» **Aim of the exercise**
Keep only the lines that hold the string "MultipartError", filtering out the rest of the entries below.

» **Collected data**
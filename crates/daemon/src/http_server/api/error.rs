use std::error::Error as StdError;

use axum::extract::multipart::MultipartError;
use axum::response::{IntoResponse, Response};
use axum::Json;
use http::StatusCode;
use serde::{Deserialize, Serialize};

use common::error::{ErrorKind, StoreError};

/// JSON body of every API error response.
#[derive(Debug, Clone, PartialEq, Eq, Serialize, Deserialize)]
#[serde(rename_all = "camelCase")]
pub struct ErrorBody {
    pub error: String,
    pub message: String,
    #[serde(default, skip_serializing_if = "Option::is_none")]
    pub item_count: Option<usize>,
}

impl ErrorBody {
    pub fn new(error: impl Into<String>, message: impl Into<String>) -> Self {
        Self {
            error: error.into(),
            message: message.into(),
            item_count: None,
        }
    }

    pub fn into_response_with(self, status: StatusCode) -> Response {
        (status, Json(self)).into_response()
    }
}

pub fn status_for(kind: ErrorKind) -> StatusCode {
    match kind {
        ErrorKind::ValidationError | ErrorKind::NonEmptyDirectoryError => StatusCode::BAD_REQUEST,
        ErrorKind::NotFoundError => StatusCode::NOT_FOUND,
        ErrorKind::ConflictError => StatusCode::CONFLICT,
        ErrorKind::SizeLimitExceeded => StatusCode::PAYLOAD_TOO_LARGE,
        ErrorKind::InternalIoError => StatusCode::INTERNAL_SERVER_ERROR,
    }
}

/// Render a storage error, logging internal failures with their full cause.
pub fn store_error_response(err: &StoreError) -> Response {
    if let StoreError::Interrupted(source) = err {
        if transport_limit_tripped(&**source) {
            return ErrorBody::new(
                ErrorKind::SizeLimitExceeded.as_str(),
                "request body exceeds the upload limit",
            )
            .into_response_with(StatusCode::PAYLOAD_TOO_LARGE);
        }
    }

    let kind = err.kind();
    if kind == ErrorKind::InternalIoError {
        tracing::error!(error = %err, cause = ?err.source(), "storage failure");
    }

    let mut body = ErrorBody::new(kind.as_str(), err.public_message());
    if let StoreError::NonEmptyDirectory { item_count, .. } = err {
        body.item_count = Some(*item_count);
    }
    body.into_response_with(status_for(kind))
}

/// The body was cut off by the server's own size limit rather than the client.
fn transport_limit_tripped(source: &(dyn StdError + Send + Sync + 'static)) -> bool {
    source
        .downcast_ref::<MultipartError>()
        .is_some_and(|e| e.status() == StatusCode::PAYLOAD_TOO_LARGE)
}

/// Error reading a multipart form before anything was staged.
pub fn multipart_error_response(err: MultipartError) -> Response {
    let status = err.status();
    let kind = if status == StatusCode::PAYLOAD_TOO_LARGE {
        ErrorKind::SizeLimitExceeded
    } else {
        ErrorKind::ValidationError
    };
    ErrorBody::new(kind.as_str(), err.body_text()).into_response_with(status_for(kind))
}

/// A query string or JSON body that could not be decoded.
pub fn rejection_response(message: String) -> Response {
    ErrorBody::new(ErrorKind::ValidationError.as_str(), message)
        .into_response_with(StatusCode::BAD_REQUEST)
}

» **Exercise solution**
use axum::extract::multipart::MultipartError;
        .downcast_ref::<MultipartError>()
pub fn multipart_error_response(err: MultipartError) -> Response {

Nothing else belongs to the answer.